* _PROBLEM STATEMENT_
Copy the entries exactly, through the "pub const TIMESTAMP_COLUMN: &str" line.

=======

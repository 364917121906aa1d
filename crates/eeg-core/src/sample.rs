//! Sample: one timestamped multi-channel EEG reading

use serde::{Deserialize, Serialize};
use crate::error::{RecorderError, RecorderResult};

/// Electrode labels of a Muse 2 headband, in stream order
pub const MUSE_CHANNEL_LABELS: [&str; 5] = ["TP9", "AF7", "AF8", "TP10", "Right AUX"];

/// Name of the timestamp column in data files
pub const TIMESTAMP_COLUMN: &str = "timestamps";

/// One reading across all channels at one instant
#[derive(Debug, Clone, PartialEq, Serialize, Deserialize)]
pub struct Sample {
    /// Device clock timestamp in seconds
    pub timestamp: f64,
    /// Channel readings in stream order
    pub channels: Vec<f32>,
}

impl Sample {
    pub fn new(timestamp: f64, channels: Vec<f32>) -> Self {
        Self { timestamp, channels }
    }

    pub fn channel_count(&self) -> usize {
        self.channels.len()
    }

    /// Check the reading against an expected channel layout
    pub fn validate(&self, expected_channels: usize) -> RecorderResult<()> {
        if self.channels.len() != expected_channels {
            return Err(RecorderError::ChannelMismatch {
                expected: expected_channels,
                actual: self.channels.len(),
            });
        }
        Ok(())
    }

    /// Row as written to a data file: timestamp followed by channel values.
    /// Whole numbers keep their trailing `.0` so every column reads as float.
    pub fn to_record(&self) -> Vec<String> {
        let mut record = Vec::with_capacity(self.channels.len() + 1);
        record.push(format!("{:?}", self.timestamp));
        record.extend(self.channels.iter().map(|value| format!("{:?}", value)));
        record
    }
}

#[cfg(test)]
mod tests {
    use super::*;

    #[test]
    fn test_record_layout() {
        let sample = Sample::new(12.5, vec![1.0, 2.0, 3.0, 4.0, 5.5]);
        assert_eq!(sample.to_record(), vec!["12.5", "1.0", "2.0", "3.0", "4.0", "5.5"]);
    }

    #[test]
    fn test_validate_channel_count() {
        let sample = Sample::new(0.0, vec![0.0; 4]);
        assert!(sample.validate(4).is_ok());
        assert!(matches!(
            sample.validate(MUSE_CHANNEL_LABELS.len()),
            Err(RecorderError::ChannelMismatch { expected: 5, actual: 4 })
        ));
    }
}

=======

* _SOLUTION TO THIS EXERCISE_
repository 364917121906aa1d
filename crates/eeg-core/src/sample.rs
//! Sample: one timestamped multi-channel EEG reading

use serde::{Deserialize, Serialize};
use crate::error::{RecorderError, RecorderResult};

/// Electrode labels of a Muse 2 headband, in stream order
pub const MUSE_CHANNEL_LABELS: [&str; 5] = ["TP9", "AF7", "AF8", "TP10", "Right AUX"];

/// Name of the timestamp column in data files
pub const TIMESTAMP_COLUMN: &str = "timestamps";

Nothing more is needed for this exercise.